A comment on US plans to strike in Pakistan

The report that the US is contemplating unilateral strikes should an attack on its homeland be traced to Pakistan, should not occasion surprise. US Secretary of State more or less said this in the wake of the arrest of Faisal Shahzad, who attempted to set off an improvised explosive device (IED) in Times Square early this month.


According to The Washington Post that broke the story, the US options for such a strike could include air and missile strikes, as well as the use of US Special Operations forces for raids inside Pakistan.
Currently, the US strike capability for Pakistan focuses on the use of unmanned aerial vehicles or drones. They are used in a very restricted fashion with just about 40 or so strikes attributed to them this year concentrating mainly on the Federally Administered Tribal Area (FATA) of Pakistan. These use single or a salvo of several missiles at one time and clearly what the US is contemplating is something larger.
The US is now confronting a dilemma that India has faced ever since the Khalistani terrorists began creating mayhem in Punjab and Delhi in the 1980s. Many of these used sanctuaries and assistance from Pakistani operatives. In the early 1990s, Pakistan gave sanctuary to thousands of Kashmiris, trained and armed them and sent them to fight India in Kashmir. But New Delhi forebore any action across the Line of Control. That has been the pattern of the Indian retaliation since then — it has chosen to defuse the Pakistani terror threat on Indian soil, without getting involved in any cross-border action. This message was most clearly visible when Pakistan used its forces to occupy Indian territory in Kargil as well.
But the event that really strained Indian patience was the Mumbai blasts of 1993 that the Pakistani ISI organised with the help of the Mumbai underworld dons like Dawood Ibrahim and Mushtaq (Tiger) Memon. This was arguably the worst act of terrorism till Nine-Eleven came along. 250 people died and 700 were injured in the 13 near-simultaneous bomb blasts across the city. The police quickly gathered enough evidence to show that a number of people of the Mumbai underworld had travelled to Pakistan via Dubai, and had received training in the use of IEDs and AK-47s. In 1994, Tiger Memon’s brother inexplicably returned and surrendered to Indian authorities with more proof of official Pakistani complicity in the terrible event.
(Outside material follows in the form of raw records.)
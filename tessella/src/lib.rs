//! Tessella is a tiled map rendering core. It converts vector features and
//! raster windows into GPU-ready geometry buffers, styled by a pluggable
//! style system, and caches the result per tile for a render thread to
//! consume.
//!
//! # Main components
//!
//! * [`render::GeometryBuffer`] is append-only vertex/index storage with a
//!   hard 16-bit-index capacity. Fill code checks capacity before every
//!   emission and seals full buffers into a [`render::BufferArray`].
//! * [`style::Style`] is a tagged variant over rendering capabilities
//!   (points, lines, fills, markers, imagery) whose parameter structs carry
//!   the tessellation and draw parameters. Styles persist as JSON trees.
//! * [`layer::FeatureLayer`] is the tile fill engine: it fetches a tile's
//!   features from a [`layer::FeatureSource`], tessellates them per the
//!   active style and stores the buffers in the per-layer tile cache.
//! * [`layer::RasterLayer`] is the raster path: it reads a decimated pixel
//!   window through a [`layer::RasterSource`] and caches one textured quad
//!   per tile.
//!
//! Worker threads fill tiles while a single render thread draws them; each
//! layer's cache sits behind a mutex with a bounded acquisition timeout, and
//! a timeout is a signal to retry later rather than an error.
//!
//! The crate draws nothing itself: filled buffers are handed to a
//! [`render::RenderBackend`] implementation supplied by the embedding
//! application.

#![warn(clippy::unwrap_used)]
#![warn(missing_docs)]

pub mod cartesian;
mod color;
pub mod error;
pub mod layer;
pub mod render;
pub mod style;
mod tile;

pub use color::Color;
pub use error::TessellaError;
pub use tile::{RenderTile, TileIndex};
//! Error types used by the crate.

use thiserror::Error;

/// Tessella error type.
#[derive(Debug, Error)]
pub enum TessellaError {
    /// A GPU-side resource could not be created.
    #[error("failed to create render resource: {0}")]
    Resource(String),
    /// Persisted style data could not be parsed.
    #[error("invalid style definition")]
    InvalidStyle(#[from] serde_json::Error),
}
//! Records a series of feature edits and prints the reconciled change log a
//! sync client would replay against the remote store.
//!
//! ```shell
//! cargo run --example edit_log
//! ```

use tessella_store::Dataset;

fn main() {
    env_logger::Builder::from_env(env_logger::Env::default().default_filter_or("info")).init();

    let dataset = Dataset::new(std::env::temp_dir().join("tessella-edit-log-example"));
    let table = dataset.table("roads");
    table.set_edit_history(true);

    table.feature_created(1);
    table.feature_changed(1);
    table.feature_created(2);
    table.feature_deleted(2);
    table.feature_changed(3);
    table.feature_changed(3);

    // Feature 2 was created and deleted locally, so it never reaches the
    // remote store; the repeated changes of feature 3 collapse into one
    // entry.
    for op in table.edit_operations() {
        println!("fid {} -> {:?}", op.fid, op.code);
    }
}
//! Error types used by the crate.

use thiserror::Error;

/// Store error type.
#[derive(Debug, Error)]
pub enum StoreError {
    /// The referenced row does not exist.
    #[error("item not found")]
    NotFound,
    /// Filesystem access to an attachment failed.
    #[error("failed to access attachment file")]
    FsIo(#[from] std::io::Error),
}
//! Error type for wiring the landing page to the DOM.

use thiserror::Error;

/// Failures while locating or mutating page elements.
///
/// None of these reach the visitor. Callers log them and skip the
/// affected controller.
#[derive(Debug, Clone, PartialEq, Eq, Error)]
pub enum LandingError {
    #[error("no global window")]
    NoWindow,

    #[error("window has no document")]
    NoDocument,

    #[error("element not found: {0}")]
    MissingElement(String),

    #[error("javascript error: {0}")]
    Js(String),
}

impl LandingError {
    pub fn missing(selector: impl Into<String>) -> Self {
        Self::MissingElement(selector.into())
    }
}

#[cfg(feature = "hydrate")]
impl From<wasm_bindgen::JsValue> for LandingError {
    fn from(value: wasm_bindgen::JsValue) -> Self {
        Self::Js(format!("{:?}", value))
    }
}

pub type LandingResult<T> = Result<T, LandingError>;

#[cfg(test)]
mod tests {
    use super::*;

    #[test]
    fn test_missing_element_message() {
        let err = LandingError::missing("#success-modal");
        assert_eq!(err.to_string(), "element not found: #success-modal");
    }
}
//! Success modal state
//!
//! The modal cycles `Hidden -> Shown -> Closing -> Hidden`. Closing removes
//! the visible class at once and hides the element after a delay; each close
//! hands out a [`HideToken`] so a hide that was overtaken by a reopen can be
//! recognised and dropped.

/// CSS class that animates the modal in
pub const MODAL_VISIBLE_CLASS: &str = "show";

/// Key that dismisses the modal
pub const DISMISS_KEY: &str = "Escape";

#[derive(Debug, Clone, Copy, PartialEq, Eq, Default)]
pub enum ModalPhase {
    #[default]
    Hidden,
    Shown,
    Closing,
}

/// Identifies the close that scheduled a pending hide
#[derive(Debug, Clone, Copy, PartialEq, Eq)]
pub struct HideToken(u64);

#[derive(Debug, Clone, Default)]
pub struct ModalState {
    phase: ModalPhase,
    generation: u64,
}

impl ModalState {
    pub fn new() -> Self {
        Self::default()
    }

    /// Start from whatever the markup rendered
    pub fn from_rendered(hidden: bool) -> Self {
        Self {
            phase: if hidden {
                ModalPhase::Hidden
            } else {
                ModalPhase::Shown
            },
            generation: 0,
        }
    }

    pub fn phase(&self) -> ModalPhase {
        self.phase
    }

    pub fn is_hidden(&self) -> bool {
        self.phase == ModalPhase::Hidden
    }

    /// Mark the modal shown. Any pending hide becomes stale.
    pub fn show(&mut self) {
        self.generation += 1;
        self.phase = ModalPhase::Shown;
    }

    /// Begin closing. Returns the token for the delayed hide, or `None`
    /// when the modal is not currently shown.
    pub fn close(&mut self) -> Option<HideToken> {
        if self.phase != ModalPhase::Shown {
            return None;
        }
        self.generation += 1;
        self.phase = ModalPhase::Closing;
        Some(HideToken(self.generation))
    }

    /// The hide delay for `token` elapsed. Returns whether the element
    /// should actually be hidden now.
    pub fn hide_elapsed(&mut self, token: HideToken) -> bool {
        if self.phase == ModalPhase::Closing && token.0 == self.generation {
            self.phase = ModalPhase::Hidden;
            true
        } else {
            false
        }
    }

    /// Whether a key press should dismiss the modal
    pub fn dismisses_on_key(&self, key: &str) -> bool {
        key == DISMISS_KEY && !self.is_hidden()
    }
}
//! Generic scroll-reveal: elements gain `animate-in` once they scroll into view

use web_sys::Document;

use super::dom;
use crate::core::{LandingResult, RevealOptions};

pub const REVEAL_SELECTOR: &str = ".cadence-visualization, [data-reveal]";
pub const ANIMATE_IN_CLASS: &str = "animate-in";

/// Observe every reveal target. Returns how many elements are watched.
pub fn mount(document: &Document, options: &RevealOptions) -> LandingResult<usize> {
    let targets = dom::query_all(document, REVEAL_SELECTOR);
    if targets.is_empty() {
        return Ok(0);
    }

    dom::observe_intersections(
        &targets,
        options.threshold,
        Some(&options.root_margin),
        |entry, _| {
            if entry.is_intersecting() {
                dom::add_class(&entry.target(), ANIMATE_IN_CLASS);
            }
        },
    )?;

    Ok(targets.len())
}
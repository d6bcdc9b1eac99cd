//! Intro sequence state machine
//!
//! The intro plays once per page load:
//!
//! ```text
//! Paused --visible--> Running --timer/skip--> FadingOut --fade--> Revealing --cards--> Complete
//!    \___________________skip____________________/^
//! ```
//!
//! Every transition returns the [`IntroEffect`]s the browser layer has to
//! perform, in order. At most one timer is pending at any time; a timer that
//! fires after it was superseded is ignored.

use super::config::AnimationTiming;

pub const FADE_OUT_CLASS: &str = "fade-out";
pub const HIDDEN_CLASS: &str = "hidden";
pub const VISIBLE_CLASS: &str = "visible";
pub const SKIP_BUTTON_CLASS: &str = "skip-intro";
pub const SKIP_BUTTON_LABEL: &str = "Skip →";

/// Whether an observer entry counts as the visualization coming into view.
///
/// Observers also report on creation and when the target leaves, so an
/// intersecting entry below `threshold` does not start the intro.
pub fn reaches_threshold(is_intersecting: bool, ratio: f64, threshold: f64) -> bool {
    is_intersecting && ratio >= threshold
}

#[derive(Debug, Clone, Copy, PartialEq, Eq, Default)]
pub enum IntroPhase {
    /// Animations paused, waiting for the visualization to scroll into view
    #[default]
    Paused,
    /// Intro animating, page scroll locked
    Running,
    /// Intro zooming out, main diagram not yet shown
    FadingOut,
    /// Main diagram shown, cards pending
    Revealing,
    Complete,
}

#[derive(Debug, Clone, Copy, PartialEq, Eq)]
pub enum IntroTimer {
    AutoTransition,
    RevealMain,
    RevealCards,
}

#[derive(Debug, Clone, Copy, PartialEq, Eq)]
pub enum IntroEffect {
    LockScroll,
    UnlockScroll,
    ResumeAnimations,
    /// Add the fade-out class to the intro
    FadeOutIntro,
    /// Hide the intro and make the main diagram visible
    ShowMain,
    /// Make the cards visible, if the page has them
    ShowCards,
    CancelTimer,
    Schedule { timer: IntroTimer, delay_ms: u32 },
}

#[derive(Debug, Clone)]
pub struct IntroSequence {
    phase: IntroPhase,
    pending: Option<IntroTimer>,
    timing: AnimationTiming,
}

impl IntroSequence {
    pub fn new(timing: AnimationTiming) -> Self {
        Self {
            phase: IntroPhase::Paused,
            pending: None,
            timing,
        }
    }

    pub fn phase(&self) -> IntroPhase {
        self.phase
    }

    pub fn pending_timer(&self) -> Option<IntroTimer> {
        self.pending
    }

    /// The visualization crossed the visibility threshold.
    ///
    /// Only the first call out of `Paused` does anything.
    pub fn visible(&mut self) -> Vec<IntroEffect> {
        if self.phase != IntroPhase::Paused {
            return Vec::new();
        }
        self.phase = IntroPhase::Running;

        let mut effects = vec![IntroEffect::LockScroll, IntroEffect::ResumeAnimations];
        effects.push(self.schedule(IntroTimer::AutoTransition, self.timing.intro_duration_ms));
        effects
    }

    /// The visitor pressed the skip control
    pub fn skip(&mut self) -> Vec<IntroEffect> {
        self.transition()
    }

    /// A scheduled timer fired
    pub fn timer_fired(&mut self, timer: IntroTimer) -> Vec<IntroEffect> {
        if self.pending != Some(timer) {
            return Vec::new();
        }
        self.pending = None;

        match timer {
            IntroTimer::AutoTransition => self.transition(),
            IntroTimer::RevealMain => {
                self.phase = IntroPhase::Revealing;
                vec![
                    IntroEffect::ShowMain,
                    self.schedule(IntroTimer::RevealCards, self.timing.cards_after_reveal_ms()),
                ]
            }
            IntroTimer::RevealCards => {
                self.phase = IntroPhase::Complete;
                vec![IntroEffect::ShowCards]
            }
        }
    }

    fn transition(&mut self) -> Vec<IntroEffect> {
        if !matches!(self.phase, IntroPhase::Paused | IntroPhase::Running) {
            return Vec::new();
        }

        let mut effects = Vec::with_capacity(4);
        if self.pending.take().is_some() {
            effects.push(IntroEffect::CancelTimer);
        }
        effects.push(IntroEffect::UnlockScroll);
        effects.push(IntroEffect::FadeOutIntro);

        self.phase = IntroPhase::FadingOut;
        effects.push(self.schedule(IntroTimer::RevealMain, self.timing.intro_fade_out_ms));
        effects
    }

    fn schedule(&mut self, timer: IntroTimer, delay_ms: u32) -> IntroEffect {
        debug_assert!(self.pending.is_none());
        self.pending = Some(timer);
        IntroEffect::Schedule { timer, delay_ms }
    }
}
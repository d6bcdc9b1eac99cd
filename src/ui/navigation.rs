//! Call-to-action panel toggle and smooth in-page scrolling

use js_sys::Reflect;
use wasm_bindgen::prelude::{Closure, wasm_bindgen};
use wasm_bindgen::{JsCast, JsValue};
use web_sys::{
    Document, HtmlAnchorElement, HtmlElement, MouseEvent, ScrollBehavior, ScrollIntoViewOptions,
    ScrollLogicalPosition,
};

use super::dom;
use crate::core::navigation::{TOGGLE_CTA_GLOBAL, anchor_target_id};
use crate::core::{CtaOption, LandingResult};

const ANCHOR_SELECTOR: &str = "a[href^=\"#\"]";

/// Switch between the hosted and self-host call-to-action panels.
///
/// Exported for the inline `onclick` handlers in the page markup.
#[wasm_bindgen(js_name = toggleCTA)]
pub fn toggle_cta(option: &str) {
    let Ok(document) = dom::document() else {
        return;
    };
    let (shown, hidden) = CtaOption::parse(option).panel_ids();

    if let Some(panel) = panel(&document, hidden) {
        panel.set_hidden(true);
    }
    if let Some(panel) = panel(&document, shown) {
        panel.set_hidden(false);
    }
}

/// Install [`toggle_cta`] as `window.toggleCTA`.
///
/// The module export alone is not visible to inline handlers, which resolve
/// names on the global object.
pub fn expose_toggle_cta() -> LandingResult<()> {
    let window = dom::window()?;
    let handler = Closure::<dyn Fn(String)>::new(|option: String| toggle_cta(&option));
    Reflect::set(
        window.as_ref(),
        &JsValue::from_str(TOGGLE_CTA_GLOBAL),
        handler.as_ref(),
    )?;
    handler.forget();
    Ok(())
}

fn panel(document: &Document, id: &str) -> Option<HtmlElement> {
    document
        .get_element_by_id(id)
        .and_then(|el| el.dyn_into::<HtmlElement>().ok())
}

/// Make `#fragment` links scroll smoothly instead of jumping.
/// Returns how many links were wired.
pub fn mount_anchor_scrolling(document: &Document) -> LandingResult<usize> {
    let anchors: Vec<HtmlAnchorElement> = dom::query_all(document, ANCHOR_SELECTOR)
        .into_iter()
        .filter_map(|el| el.dyn_into::<HtmlAnchorElement>().ok())
        .collect();

    for anchor in &anchors {
        let link = anchor.clone();
        let document = document.clone();
        dom::listen(anchor, "click", move |ev: MouseEvent| {
            ev.prevent_default();

            let href = link.get_attribute("href").unwrap_or_default();
            let Some(target) = anchor_target_id(&href).and_then(|id| document.get_element_by_id(id))
            else {
                return;
            };

            let options = ScrollIntoViewOptions::new();
            options.set_behavior(ScrollBehavior::Smooth);
            options.set_block(ScrollLogicalPosition::Start);
            target.scroll_into_view_with_scroll_into_view_options(&options);
        })?;
    }

    Ok(anchors.len())
}
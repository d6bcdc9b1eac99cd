//! Waitlist form handling

use std::rc::Rc;

use chrono::Utc;
use gloo_net::http::Request;
use gloo_timers::callback::Timeout;
use leptos::logging::{log, warn};
use wasm_bindgen::JsCast;
use wasm_bindgen_futures::spawn_local;
use web_sys::{Document, Element, Event, HtmlFormElement, HtmlInputElement, RequestMode};

use super::dom;
use super::modal::ModalController;
use crate::core::{
    FormAction, LandingResult, PageContext, SubmissionRecord, Waitlist, WaitlistSink,
};

pub const FORM_SELECTOR: &str = ".waitlist-form";
const EMAIL_INPUT_SELECTOR: &str = "input[name=\"email\"]";
const FORM_GROUP_SELECTOR: &str = ".form-group";

/// Posts sign-ups to the spreadsheet endpoint.
///
/// The request uses `no-cors`, so the response is opaque and never read.
/// Transport errors only reach the console.
pub struct SpreadsheetSink {
    endpoint: String,
}

impl SpreadsheetSink {
    pub fn new(endpoint: impl Into<String>) -> Self {
        Self {
            endpoint: endpoint.into(),
        }
    }
}

impl WaitlistSink for SpreadsheetSink {
    fn notify(&self, record: SubmissionRecord) {
        let request = Request::post(&self.endpoint)
            .mode(RequestMode::NoCors)
            .header("Content-Type", "application/json")
            .json(&record);

        spawn_local(async move {
            let result = match request {
                Ok(request) => request.send().await.map(|_| ()),
                Err(err) => Err(err),
            };
            if let Err(err) = result {
                warn!("cadence: waitlist submission failed: {}", err);
            }
        });
    }
}

struct FormController {
    waitlist: Waitlist<SpreadsheetSink>,
    modal: Option<Rc<ModalController>>,
    shake_duration_ms: u32,
}

impl FormController {
    fn handle_submit(&self, form: &HtmlFormElement) {
        let root: &Element = form;
        let email = dom::query(root, EMAIL_INPUT_SELECTOR)
            .and_then(|el| el.dyn_into::<HtmlInputElement>().ok())
            .map(|input| input.value())
            .unwrap_or_default();

        let outcome = self
            .waitlist
            .submit(&email, &dom::location_href(), Utc::now());

        for action in outcome.actions() {
            match action {
                FormAction::Shake => {
                    if let Some(group) = dom::query(root, FORM_GROUP_SELECTOR) {
                        self.shake(group);
                    }
                }
                FormAction::ShowModal => {
                    if let Some(modal) = &self.modal {
                        modal.show();
                    }
                }
                FormAction::ResetForm => form.reset(),
            }
        }
    }

    /// Run the shake animation once and clear it afterwards
    fn shake(&self, group: Element) {
        let duration = self.shake_duration_ms;
        dom::set_style(&group, "animation", &format!("shake {}ms ease", duration));
        Timeout::new(duration, move || dom::set_style(&group, "animation", "")).forget();
    }
}

/// Wire every waitlist form on the page. Returns how many were found.
pub fn mount(
    document: &Document,
    ctx: &PageContext,
    modal: Option<Rc<ModalController>>,
) -> LandingResult<usize> {
    let sink = ctx
        .config
        .waitlist_endpoint
        .as_deref()
        .map(SpreadsheetSink::new);
    if sink.is_none() {
        log!("cadence: no waitlist endpoint configured, sign-ups stay local");
    }

    let controller = Rc::new(FormController {
        waitlist: Waitlist::new(sink, ctx.loaded_at),
        modal,
        shake_duration_ms: ctx.config.timing.shake_duration_ms,
    });

    let forms: Vec<HtmlFormElement> = dom::query_all(document, FORM_SELECTOR)
        .into_iter()
        .filter_map(|el| el.dyn_into::<HtmlFormElement>().ok())
        .collect();

    for form in &forms {
        let this = Rc::clone(&controller);
        let target = form.clone();
        dom::listen(form, "submit", move |ev: Event| {
            ev.prevent_default();
            this.handle_submit(&target);
        })?;
    }

    Ok(forms.len())
}
#[cfg(test)]
mod tests {
    use crate::core::submission::seconds_between;
    use crate::core::{
        FormAction, LandingConfig, ModalState, PageContext, SubmissionRecord, SubmitOutcome,
        Waitlist, WaitlistSink,
    };
    use chrono::{DateTime, Duration, TimeZone, Utc};
    use std::cell::RefCell;
    use std::rc::Rc;

    /// Sink that remembers every record it was handed
    #[derive(Clone, Default)]
    struct RecordingSink {
        sent: Rc<RefCell<Vec<SubmissionRecord>>>,
    }

    impl WaitlistSink for RecordingSink {
        fn notify(&self, record: SubmissionRecord) {
            self.sent.borrow_mut().push(record);
        }
    }

    /// Sink that counts records and drops them, like a request that never
    /// arrives
    struct DroppingSink {
        attempts: Rc<RefCell<u32>>,
    }

    impl WaitlistSink for DroppingSink {
        fn notify(&self, _record: SubmissionRecord) {
            *self.attempts.borrow_mut() += 1;
        }
    }

    /// Runs the form actions against a modal and counters
    #[derive(Default)]
    struct FormHarness {
        modal: ModalState,
        shakes: u32,
        resets: u32,
    }

    impl FormHarness {
        fn apply(&mut self, outcome: SubmitOutcome) {
            for action in outcome.actions() {
                match action {
                    FormAction::Shake => self.shakes += 1,
                    FormAction::ShowModal => self.modal.show(),
                    FormAction::ResetForm => self.resets += 1,
                }
            }
        }
    }

    fn loaded() -> DateTime<Utc> {
        Utc.with_ymd_and_hms(2026, 10, 15, 12, 0, 0).unwrap()
    }

    const SOURCE: &str = "https://cadence.example/";

    // ========================================================================
    // Form submission flow
    // ========================================================================

    #[test]
    fn test_invalid_email_shakes_without_request() {
        let sink = RecordingSink::default();
        let waitlist = Waitlist::new(Some(sink.clone()), loaded());
        let mut form = FormHarness::default();

        form.apply(waitlist.submit("a@b", SOURCE, loaded()));

        assert_eq!(form.shakes, 1);
        assert_eq!(form.resets, 0);
        assert!(form.modal.is_hidden());
        assert!(sink.sent.borrow().is_empty());
    }

    #[test]
    fn test_valid_email_sends_once_and_shows_modal() {
        let sink = RecordingSink::default();
        let waitlist = Waitlist::new(Some(sink.clone()), loaded());
        let mut form = FormHarness::default();

        let now = loaded() + Duration::seconds(75);
        form.apply(waitlist.submit("jane@cadence.example", SOURCE, now));

        assert_eq!(form.shakes, 0);
        assert_eq!(form.resets, 1);
        assert!(!form.modal.is_hidden());

        let sent = sink.sent.borrow();
        assert_eq!(sent.len(), 1);
        assert_eq!(sent[0].email, "jane@cadence.example");
        assert_eq!(sent[0].source, SOURCE);
        assert_eq!(sent[0].time_on_page, 75);
    }

    #[test]
    fn test_byte_order_mark_email_is_rejected() {
        let sink = RecordingSink::default();
        let waitlist = Waitlist::new(Some(sink.clone()), loaded());
        let mut form = FormHarness::default();

        form.apply(waitlist.submit("a\u{feff}b@c.com", SOURCE, loaded()));

        assert_eq!(form.shakes, 1);
        assert!(form.modal.is_hidden());
        assert!(sink.sent.borrow().is_empty());
    }

    #[test]
    fn test_network_failure_does_not_change_outcome() {
        let attempts = Rc::new(RefCell::new(0));
        let waitlist = Waitlist::new(
            Some(DroppingSink {
                attempts: attempts.clone(),
            }),
            loaded(),
        );
        let mut form = FormHarness::default();

        form.apply(waitlist.submit("a@b.co", SOURCE, loaded()));

        assert_eq!(*attempts.borrow(), 1);
        assert!(!form.modal.is_hidden());
        assert_eq!(form.resets, 1);
    }

    #[test]
    fn test_without_endpoint_still_accepts() {
        let waitlist: Waitlist<RecordingSink> = Waitlist::new(None, loaded());
        let mut form = FormHarness::default();

        form.apply(waitlist.submit("a@b.co", SOURCE, loaded()));

        assert!(!form.modal.is_hidden());
        assert_eq!(form.resets, 1);
    }

    #[test]
    fn test_repeated_submissions_reuse_modal() {
        let sink = RecordingSink::default();
        let waitlist = Waitlist::new(Some(sink.clone()), loaded());
        let mut form = FormHarness::default();

        form.apply(waitlist.submit("one@cadence.example", SOURCE, loaded()));
        let token = form.modal.close().unwrap();
        assert!(form.modal.hide_elapsed(token));

        form.apply(waitlist.submit("two@cadence.example", SOURCE, loaded()));
        assert!(!form.modal.is_hidden());
        assert_eq!(sink.sent.borrow().len(), 2);
    }

    // ========================================================================
    // Page context
    // ========================================================================

    #[test]
    fn test_page_context_from_default_config() {
        let ctx = PageContext::new(loaded(), LandingConfig::default());
        assert!(ctx.config.waitlist_endpoint.is_some());
        assert_eq!(
            seconds_between(ctx.loaded_at, loaded() + Duration::milliseconds(2_600)),
            3
        );
    }
}
//! Browser bindings: each controller owns the elements it needs and turns
//! DOM events into calls on the matching `core` state machine.

pub mod dom;
pub mod form;
pub mod intro;
pub mod layers;
pub mod modal;
pub mod navigation;
pub mod reveal;

use chrono::Utc;
use leptos::logging::{log, warn};
use web_sys::{Document, Event};

use crate::core::config::ENDPOINT_META_NAME;
use crate::core::{LandingConfig, LandingResult, PageContext};

pub use form::SpreadsheetSink;
pub use intro::IntroController;
pub use layers::LayerController;
pub use modal::ModalController;
pub use navigation::toggle_cta;

/// Capture the page context and mount every controller once the DOM is ready
pub fn boot() {
    let loaded_at = Utc::now();

    if let Err(err) = navigation::expose_toggle_cta() {
        warn!("cadence: toggleCTA not installed: {}", err);
    }

    let document = match dom::document() {
        Ok(document) => document,
        Err(err) => {
            warn!("cadence: {}", err);
            return;
        }
    };

    let ctx = PageContext::new(loaded_at, config_from_document(&document));

    if document.ready_state() == "loading" {
        let mut ctx = Some(ctx);
        let ready = document.clone();
        let result = dom::listen(&document, "DOMContentLoaded", move |_: Event| {
            if let Some(ctx) = ctx.take() {
                mount(&ready, &ctx);
            }
        });
        if let Err(err) = result {
            warn!("cadence: failed to wait for DOMContentLoaded: {}", err);
        }
    } else {
        mount(&document, &ctx);
    }
}

/// Built-in configuration with the endpoint meta tag applied
pub fn config_from_document(document: &Document) -> LandingConfig {
    let selector = format!("meta[name=\"{}\"]", ENDPOINT_META_NAME);
    let endpoint = dom::query(document, &selector).and_then(|meta| meta.get_attribute("content"));
    LandingConfig::default().with_endpoint_override(endpoint.as_deref())
}

/// Mount all controllers. A controller that can't find its elements is
/// skipped; the others still run.
pub fn mount(document: &Document, ctx: &PageContext) {
    let modal = match ModalController::mount(document, ctx.config.timing.modal_hide_delay_ms) {
        Ok(modal) => Some(modal),
        Err(err) => {
            warn!("cadence: success modal unavailable: {}", err);
            None
        }
    };

    match form::mount(document, ctx, modal) {
        Ok(count) => log!("cadence: wired {} waitlist form(s)", count),
        Err(err) => warn!("cadence: waitlist forms not wired: {}", err),
    }

    if let Err(err) = mount_visualization(document, &ctx.config) {
        log!("cadence: visualization not initialised: {}", err);
    }

    if let Err(err) = navigation::mount_anchor_scrolling(document) {
        warn!("cadence: anchor scrolling not wired: {}", err);
    }
}

/// Layer hover, intro sequence and scroll reveal. All three depend on the
/// cards and the diagram being present.
fn mount_visualization(document: &Document, config: &LandingConfig) -> LandingResult<()> {
    LayerController::mount(document)?;

    if let Err(err) = IntroController::mount(document, config) {
        log!("cadence: intro skipped: {}", err);
    }

    let revealed = reveal::mount(document, &config.reveal)?;
    log!("cadence: watching {} element(s) for scroll reveal", revealed);
    Ok(())
}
Despite all this, the Clinton administration worked overtime to prevent any Indian retaliation for the terrorist act. Indeed, in 1992, the last year of the senior George Bush administration, the US had threatened to put Pakistan on a list of nations who were state sponsors of terrorism. But the Clinton team took that off the agenda in the very year that Pakistan’s complicity in a massive act of terrorism became apparent.
This is the pattern of US behaviour since. In 2001, when India massed its forces on the border in response to the terror strike on Parliament, the Americans cautioned restraint. Though, a case can be made out to say that President George W. Bush actually waited nearly 10 days for the Indians to act before pleading for restraint. The Indian side was not ready, and so, playing the world leader, Bush called New Delhi and Islamabad.
In the wake of the 2008 Mumbai
strike, too, the US went into a diplomatic overdrive, but it did not have to try
too hard as New Delhi did not seriously contemplate any military retaliation. The problem was that its army expressed its unwillingness to act immediately.
In retrospect, the planned Indian action could have led to full-scale war with unforeseen consequences. The US action that the Post is talking about is likely to be in a lesser scale. Washington does not have the manpower or the stomach for anything major. In any case it is very much there in Afghanistan across the FATA region and is not likely to take a step that could precipitate an upheaval in Pakistan where it is probably disliked even more than the Indians.